Wat is er eigenlijk mis met maakbaarheid? Heeft de Boeddha zelf ons niet gemaand de handen uit de mouwen te steken als we ernst willen maken met inzicht en liefde? En zei mijn Japanse zenmeester niet altijd: Zen is eerlijk zijn tegenover jezelf, werken aan jezelf en anderen tot steun zijn… Je moet dus iets doen met je leven. Zo versta ik de boodschap van de Boeddha. Let wel, dit is geen oproep tot dezelfde reacties als een poosje geleden, op een eerdere tekst van mij.
Is het ook niet mijn eigen ervaring dat de beoefening ten gunste van aanvaarding, openheid en vertrouwen en dus het loslaten van gehechtheden, positieve effecten heeft, zowel voor anderen als voor mezelf? Oorzaak en gevolg, actie en reactie. Er doemen momenten op van één zijn met de wet der oorzakelijkheid, overgave aan geen-zelf, aan het leven zoals het is, aan dat wat het leven tot leven maakt. Prajna paramita. Momenten, uren, dagen soms.
Zie je wat hier gebeurt…..? Het maken, de maakbaarheid, schept ruimte voor overgave.
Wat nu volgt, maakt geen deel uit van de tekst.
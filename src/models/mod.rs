pub mod faucet;
pub mod network;
pub mod token;
pub mod transaction;
pub mod user;
pub mod wallet_token;
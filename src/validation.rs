use anyhow::{Result, anyhow};

pub const EVM_ADDRESS_BYTES: usize = 20;
pub const MAX_CHAIN_ID_LEN: usize = 20;
pub const MAX_TEXT_FIELD_LEN: usize = 2048;
pub const MAX_DECIMAL_LEN: usize = 96;

const _: [(); 64 - EVM_ADDRESS_BYTES] = [(); 64 - EVM_ADDRESS_BYTES];

pub fn require_non_empty(value: &str, label: &str) -> Result<String> {
    let trimmed = value.trim();
    if trimmed.is_empty() {
        return Err(anyhow!("{label} cannot be empty"));
    }
    if trimmed.len() > MAX_TEXT_FIELD_LEN {
        return Err(anyhow!(
            "{label} exceeds {MAX_TEXT_FIELD_LEN} character limit"
        ));
    }
    Ok(trimmed.to_string())
}

/// Accepts `0x` followed by 40 hex digits. Casing is preserved so checksummed
/// addresses round-trip unchanged.
pub fn sanitize_evm_address(value: &str, label: &str) -> Result<String> {
    let trimmed = value.trim();
    if trimmed.is_empty() {
        return Err(anyhow!("{label} cannot be empty"));
    }
    let digits = trimmed
        .strip_prefix("0x")
        .ok_or_else(|| anyhow!("{label} must start with 0x"))?;
    let bytes =
        hex::decode(digits).map_err(|err| anyhow!("Failed to decode {label} as hex: {err}"))?;
    if bytes.len() != EVM_ADDRESS_BYTES {
        return Err(anyhow!(
            "{label} must be {EVM_ADDRESS_BYTES} bytes, got {}",
            bytes.len()
        ));
    }
    Ok(format!("0x{digits}"))
}

pub fn validate_chain_id(value: &str) -> Result<String> {
    let trimmed = value.trim();
    if trimmed.is_empty() {
        return Err(anyhow!("chainId cannot be empty"));
    }
    if trimmed.len() > MAX_CHAIN_ID_LEN {
        return Err(anyhow!(
            "chainId exceeds {MAX_CHAIN_ID_LEN} character limit"
        ));
    }
    if !trimmed.bytes().all(|byte| byte.is_ascii_digit()) {
        return Err(anyhow!("chainId must be a decimal number, got {trimmed}"));
    }
    Ok(trimmed.to_string())
}

/// Monetary amounts travel as plain decimal strings such as `12` or `0.5`.
/// Signs, exponents and bare dots are rejected.
pub fn validate_decimal_string(value: &str, label: &str) -> Result<String> {
    let trimmed = value.trim();
    if trimmed.is_empty() {
        return Err(anyhow!("{label} cannot be empty"));
    }
    if trimmed.len() > MAX_DECIMAL_LEN {
        return Err(anyhow!("{label} exceeds {MAX_DECIMAL_LEN} character limit"));
    }

    let (whole, fraction) = match trimmed.split_once('.') {
        Some((whole, fraction)) => (whole, Some(fraction)),
        None => (trimmed, None),
    };
    let all_digits = |part: &str| !part.is_empty() && part.bytes().all(|b| b.is_ascii_digit());
    if !all_digits(whole) || fraction.is_some_and(|part| !all_digits(part)) {
        return Err(anyhow!("{label} must be a non-negative decimal string, got {trimmed}"));
    }
    Ok(trimmed.to_string())
}

pub fn parse_user_id(value: &str) -> Result<i64> {
    let trimmed = value.trim();
    trimmed
        .parse::<i64>()
        .map_err(|_| anyhow!("userId must be an integer, got {trimmed}"))
}
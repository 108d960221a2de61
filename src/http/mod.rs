use std::any::Any;
use std::time::Duration;

use axum::extract::{FromRequest, Request, State};
use axum::http::header::{ACCEPT, AUTHORIZATION, CONTENT_TYPE};
use axum::http::{Method, StatusCode};
use axum::response::{IntoResponse, Response};
use axum::routing::get;
use axum::{Json, Router};
use serde::Serialize;
use serde::de::DeserializeOwned;
use tower::Layer;
use tower_http::catch_panic::CatchPanicLayer;
use tower_http::cors::{Any as AnyOrigin, CorsLayer};
use tower_http::normalize_path::{NormalizePath, NormalizePathLayer};
use tower_http::trace::TraceLayer;
use tracing::{error, info};

use crate::state::AppState;
use crate::store::{StoreError, StoreStats};
use crate::validation::parse_user_id;

mod faucets;
mod networks;
mod tokens;
mod transactions;
mod users;
mod wallet_tokens;

/// The served application: the API router behind trailing-slash normalization.
pub type App = NormalizePath<Router>;

pub fn app(state: AppState) -> App {
    NormalizePathLayer::trim_trailing_slash().layer(router(state))
}

pub fn router(state: AppState) -> Router {
    assert!(
        state.start_time.elapsed() < Duration::from_secs(86_400),
        "Application uptime exceeds 24 hours before router creation"
    );

    // The wallet front end is served from a different origin during development.
    let cors = CorsLayer::new()
        .allow_origin(AnyOrigin)
        .allow_methods([Method::GET, Method::POST, Method::PUT, Method::OPTIONS])
        .allow_headers([ACCEPT, AUTHORIZATION, CONTENT_TYPE])
        .max_age(Duration::from_secs(3600));

    let api_router = Router::new()
        .merge(users::router())
        .merge(networks::router())
        .merge(tokens::router())
        .merge(transactions::router())
        .merge(wallet_tokens::router())
        .merge(faucets::router());

    Router::new()
        .route("/health", get(health_live))
        .route("/health/ready", get(health_ready))
        .nest("/api", api_router)
        .fallback(route_not_found)
        .method_not_allowed_fallback(method_not_allowed)
        .layer(CatchPanicLayer::custom(handle_panic))
        .layer(TraceLayer::new_for_http())
        .layer(cors)
        .with_state(state)
}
Er valt niets te doen. Er hoeft ook niets gedaan te worden. Maar het wonderlijke is: dat is geen passiviteit of lethargie, maar pure actie. De actie bestaat eruit dat wij steeds weer, zoals Bernie Glassman het zegt: erkennen wat is. Als we dat doen, kan iets anders –noem het wakkere geest of bron van al het zijn- ons roer meer en meer overnemen. Maar het blijft zaak steeds weer te zien wat er gaande is, open te blijven en te vertrouwen.
Eigenlijk, denk ik, dienen actie en maakbaarheid hun heilzame werking te vinden in de bedding van de overgave. En die overgave is op haar beurt weer zeer gediend met onze daadwerkelijke inzet. Het leven is onze oefening en die oefening is er steeds weer op gericht om door te krijgen dat er niets te oefenen valt. Contradictie? Nee, eerder paradox.
Zen houdt van paradoxen, schijnbare tegenstellingen. Als je niet oefent is, zeg ik, kun je hoogstwaarschijnlijk nooit innerlijk tot de slotsom komen dat er niets te oefenen valt en die uitkomst zozeer erkennen en aanvaarden dat een groot vertrouwen in het leven zoals het is resteert. Hoogstwaarschijnlijk zeg ik, want ik ben er niet zeker van. Als je wel oefent is de mogelijkheid m.i. aanzienlijk royaler om tot dat op niets gebaseerd maar o zo belangrijk vertrouwen te komen.
En ook dan blijft de vraag wat je doet met dit inzicht, met dit vertrouwen, met deze onmogelijke liefde voor al wat bestaat. Het Terug naar de Markt is geen fabeltje. Het is het slot van een oeroud stripverhaal:
De deur van zijn huis is gesloten en zelfs de grootste wijze kan hem niet vinden. Van zijn innerlijk leven valt niets te bespeuren, want hij gaat zijn eigen weg zonder de voetstappen van de oude meesters te volgen. Met een kalebas als wijnfles trekt hij naar de markt. Steunend op zijn stok komt hij thuis. Hij drinkt graag een borrel, liefst met een portie bitterballen. We hem ontmoet verandert in een Boeddha (Het temmen van de os – Nico Tydeman).
Waar hij staat zou heel goed, beter misschien, zij kunnen staan.
De borrel mag ook vrijelijk vervangen worden door wijn of bier.